New leadership is in place with the recent appointment of Erin Rhoades as the fund’s executive director. Rhoades, formerly a principal planner for Urban Planning Partners and the executive director of Livable Berkeley, replaced Molly Fraker on April 8.
[View a gallery of photographs of the Schools Fund Spring Luncheon by Emilie Raguso.]
The second shake-up is a name change: From now on, the organization will be called the Berkeley Public Schools Fund.
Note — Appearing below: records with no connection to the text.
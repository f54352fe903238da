mod matrix;
mod ray;
mod vector;

pub use matrix::*;
pub use ray::*;
pub use vector::*;

/// The result of bending a direction across an interface between two media.
#[derive(Debug, Clone, Copy, PartialEq)]
pub enum Refraction {
    /// The transmitted direction, not normalized.
    Transmitted(Vector3),

    /// The sine of the transmitted angle exceeds one; no ray leaves the surface.
    TotalInternalReflection,
}

/// Bend `incoming` (unit length) through a surface whose `normal` faces the
/// incoming side, using Snell's law with `nr = n_from / n_to`.
pub fn refract(incoming: Vector3, normal: Vector3, nr: f64) -> Refraction {
    let toward = -incoming;
    let cos_i = normal.dot(toward).clamp(-1., 1.);
    let sin_i = (1. - cos_i * cos_i).sqrt();
    let sin_t = sin_i * nr;
    if sin_t > 1. {
        return Refraction::TotalInternalReflection;
    }

    let cos_t = (1. - sin_t * sin_t).sqrt();
    Refraction::Transmitted(normal * (nr * cos_i - cos_t) - toward * nr)
}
The old name was apt to be confused with other Berkeley Unified groups such as BSEP, staff said, and it is hoped that the shorthand for the new name, if there is one, will be “Schools Fund.”
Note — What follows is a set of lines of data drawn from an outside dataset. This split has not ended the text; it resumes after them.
mod cuboid;
mod plane;
mod sphere;

use std::fmt;

use crate::{
    material::Material,
    math::{Matrix, Ray, Vector3},
};

pub use cuboid::*;
pub use plane::*;
pub use sphere::*;

/// The result of a ray intersection in a primitive's local space.
#[derive(Clone, Copy, Debug, PartialEq)]
pub struct Hit {
    /// Ray parameter of the hit, always greater than `EPSILON`.
    pub t: f64,

    /// Unit outward normal, per the primitive's convention. It is not flipped to
    /// face the ray origin.
    pub normal: Vector3,
}

impl Hit {
    pub fn new(t: f64, normal: Vector3) -> Self {
        Self { t, normal }
    }
}

/// A trait that represents any primitive that can be intersected by a Ray in its
/// own object space.
pub trait Intersect: fmt::Debug + Send + Sync {
    /// Find the nearest intersection with `t > EPSILON`, if any. The ray
    /// direction is unit length.
    fn intersect_local(&self, ray: &Ray) -> Option<Hit>;
}

/// Placement of a primitive in the world: translate * rotate * scale. Only the
/// world-to-local matrix is kept; normals go back through its transpose.
#[derive(Clone, Copy, Debug, Default, PartialEq)]
pub struct Transform {
    to_local: Matrix,
}

impl Transform {
    /// Build a transform from a translation, XYZ Euler rotation in radians, and scale.
    /// Returns `None` when a scale component is zero or not finite.
    pub fn new(translate: Vector3, rotate: Vector3, scale: Vector3) -> Option<Self> {
        let degenerate = |s: f64| s == 0. || !s.is_finite();
        if degenerate(scale.x) || degenerate(scale.y) || degenerate(scale.z) {
            return None;
        }

        let rotation = Matrix::from_euler_xyz(rotate.x, rotate.y, rotate.z);
        let to_local = Matrix::scale(Vector3::one() / scale)
            * rotation.transpose_linear()
            * Matrix::translation(-translate);

        Some(Self { to_local })
    }

    pub fn translation(translate: Vector3) -> Self {
        Self {
            to_local: Matrix::translation(-translate),
        }
    }

    /// Move a world ray into local space. The local direction is normalized;
    /// the returned factor converts a local ray parameter back to world units.
    /// `None` when the direction has no length.
    pub fn ray_to_local(&self, ray: &Ray) -> Option<(Ray, f64)> {
        let direction = self.to_local.transform_vector(ray.direction);
        let length = direction.magnitude();
        if length == 0. || !length.is_finite() {
            return None;
        }

        let local = Ray::new(self.to_local.transform_point(ray.origin), direction / length);
        Some((local, 1. / length))
    }

    /// Move a local normal into world space with the inverse transpose.
    pub fn normal_to_world(&self, normal: Vector3) -> Vector3 {
        self.to_local
            .transpose_linear()
            .transform_vector(normal)
            .normalize()
    }
}

/// A primitive placed in the scene with a material.
#[derive(Debug)]
pub struct SceneObject {
    pub shape: Box<dyn Intersect>,
    pub transform: Transform,
    pub material: Material,
}

impl SceneObject {
    pub fn new(shape: impl Intersect + 'static, transform: Transform, material: Material) -> Self {
        Self {
            shape: Box::new(shape),
            transform,
            material,
        }
    }

    /// Intersect a world-space ray with this object.
    pub fn intersect(&self, ray: &Ray) -> Option<Intersection<'_>> {
        let (local, to_world) = self.transform.ray_to_local(ray)?;
        let hit = self.shape.intersect_local(&local)?;

        Some(Intersection {
            t: hit.t * to_world,
            normal: self.transform.normal_to_world(hit.normal),
            material: &self.material,
            object: self,
        })
    }
}

/// A world-space intersection, borrowed from the scene that produced it.
#[derive(Debug, Clone, Copy)]
pub struct Intersection<'s> {
    pub t: f64,
    pub normal: Vector3,
    pub material: &'s Material,
    pub object: &'s SceneObject,
}

impl Intersection<'_> {
    /// The world position of this hit along `ray`.
    pub fn point(&self, ray: &Ray) -> Vector3 {
        ray.at(self.t)
    }
}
“Over the years, the board recognized that the name was hard to say and even harder to remember — and often confused with other local organizations,” Berkeley Public Schools Fund Board Chair Chris Hudson told the lunch crowd at HS Lordships on Friday, May 10. “It was even difficult for the teachers receiving our grants.”
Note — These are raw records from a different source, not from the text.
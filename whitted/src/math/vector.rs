use std::ops::{Add, AddAssign, Div, Mul, MulAssign, Neg, Sub};

/// A vector in 3D space. Also used as a linear RGB color.
#[derive(Clone, Copy, PartialEq, Debug, Default)]
pub struct Vector3 {
    pub x: f64,
    pub y: f64,
    pub z: f64,
}

/// A linear RGB color, nominally within 0-1 per channel.
pub type Color = Vector3;

impl Vector3 {
    /// Instantiate a new Vector3.
    pub const fn new(x: f64, y: f64, z: f64) -> Self {
        Self { x, y, z }
    }

    pub const fn zero() -> Self {
        Self::new(0., 0., 0.)
    }

    pub const fn one() -> Self {
        Self::new(1., 1., 1.)
    }

    pub const fn up() -> Self {
        Self::new(0., 1., 0.)
    }

    /// Find the dot product between two Vector3s.
    pub fn dot(self, other: Self) -> f64 {
        self.x * other.x + self.y * other.y + self.z * other.z
    }

    /// Cross two Vector3s.
    pub fn cross(self, other: Self) -> Self {
        Self {
            x: self.y * other.z - self.z * other.y,
            y: -self.x * other.z + self.z * other.x,
            z: self.x * other.y - self.y * other.x,
        }
    }

    /// Find the magnitude of this Vector3.
    pub fn magnitude(self) -> f64 {
        (self.x.powi(2) + self.y.powi(2) + self.z.powi(2)).sqrt()
    }

    /// Normalize this Vector3 by dividing it by its own magnitude.
    pub fn normalize(self) -> Self {
        self / self.magnitude()
    }

    /// Clamp every component into 0-1.
    pub fn clamp01(self) -> Self {
        Self {
            x: self.x.clamp(0., 1.),
            y: self.y.clamp(0., 1.),
            z: self.z.clamp(0., 1.),
        }
    }

    /// Whether every component is exactly zero.
    pub fn is_zero(self) -> bool {
        self.x == 0. && self.y == 0. && self.z == 0.
    }

    /// Component by axis index, 0 through 2.
    pub fn axis(self, i: usize) -> f64 {
        match i {
            0 => self.x,
            1 => self.y,
            _ => self.z,
        }
    }

    /// Convert a color to a 24-bit RGB triple, truncating after scaling.
    pub fn to_rgb8(self) -> [u8; 3] {
        let c = self.clamp01();
        [(c.x * 255.) as u8, (c.y * 255.) as u8, (c.z * 255.) as u8]
    }
}

impl From<image::Rgb<u8>> for Vector3 {
    fn from(rgb: image::Rgb<u8>) -> Self {
        let [r, g, b] = rgb.0;
        Self::new(r as f64 / 255., g as f64 / 255., b as f64 / 255.)
    }
}

impl From<[f64; 3]> for Vector3 {
    fn from([x, y, z]: [f64; 3]) -> Self {
        Self::new(x, y, z)
    }
}

impl Add for Vector3 {
    type Output = Vector3;

    fn add(self, rhs: Self) -> Self::Output {
        Self {
            x: self.x + rhs.x,
            y: self.y + rhs.y,
            z: self.z + rhs.z,
        }
    }
}

impl AddAssign for Vector3 {
    fn add_assign(&mut self, rhs: Self) {
        *self = *self + rhs;
    }
}

impl Sub for Vector3 {
    type Output = Vector3;

    fn sub(self, rhs: Self) -> Self::Output {
        Self {
            x: self.x - rhs.x,
            y: self.y - rhs.y,
            z: self.z - rhs.z,
        }
    }
}

impl Neg for Vector3 {
    type Output = Vector3;

    fn neg(self) -> Self::Output {
        Self {
            x: -self.x,
            y: -self.y,
            z: -self.z,
        }
    }
}

impl Mul for Vector3 {
    type Output = Vector3;

    fn mul(self, rhs: Self) -> Self::Output {
        Self {
            x: self.x * rhs.x,
            y: self.y * rhs.y,
            z: self.z * rhs.z,
        }
    }
}

impl MulAssign for Vector3 {
    fn mul_assign(&mut self, rhs: Self) {
        *self = *self * rhs;
    }
}

impl Mul<f64> for Vector3 {
    type Output = Vector3;

    fn mul(self, rhs: f64) -> Self::Output {
        Self {
            x: self.x * rhs,
            y: self.y * rhs,
            z: self.z * rhs,
        }
    }
}

impl Mul<Vector3> for f64 {
    type Output = Vector3;

    fn mul(self, rhs: Vector3) -> Self::Output {
        rhs * self
    }
}

impl Div for Vector3 {
    type Output = Vector3;

    fn div(self, rhs: Self) -> Self::Output {
        Self {
            x: self.x / rhs.x,
            y: self.y / rhs.y,
            z: self.z / rhs.z,
        }
    }
}

impl Div<f64> for Vector3 {
    type Output = Vector3;

    fn div(self, rhs: f64) -> Self::Output {
        Self {
            x: self.x / rhs,
            y: self.y / rhs,
            z: self.z / rhs,
        }
    }
}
The luncheon — which was compered with great aplomb by Councilman Laurie Capitelli and attended by a host of officials, including outgoing UC Berkeley Chancellor Robert Birgeneau, Mayor Tom Bates, Assemblymember Nancy Skinner and Berkeley Police Chief Michael Meehan — raised $210,000 through donations made in the room, tickets and sponsorships.
“At our 30th anniversary luncheon, the Berkeley community took its support to a new level … helping to create an extraordinary public education for every child in Berkeley,” Rhoades told Berkeleyside. “We’re off to a great start to support teachers and schools for another 30 years.”
At the heart of the event were the five people who received special recognition.
Stefon Dent, Berkeley High Class of 2003, received a “Special Recognition” award for educational success. Introducing him, Dave Stevens, educational specialist at Berkeley High, said Dent had struggled for years at school with learning disabilities and below-grade reading ability. With the help of the Schools Fund, Dent was given support and went on many inspiring and educational field trips. “They were the gateway to the world,” Dent said, accepting the honor and praising the teachers who recognized his potential. “I got the chance to learn about myself.” Dent graduated Cal State East Bay last year.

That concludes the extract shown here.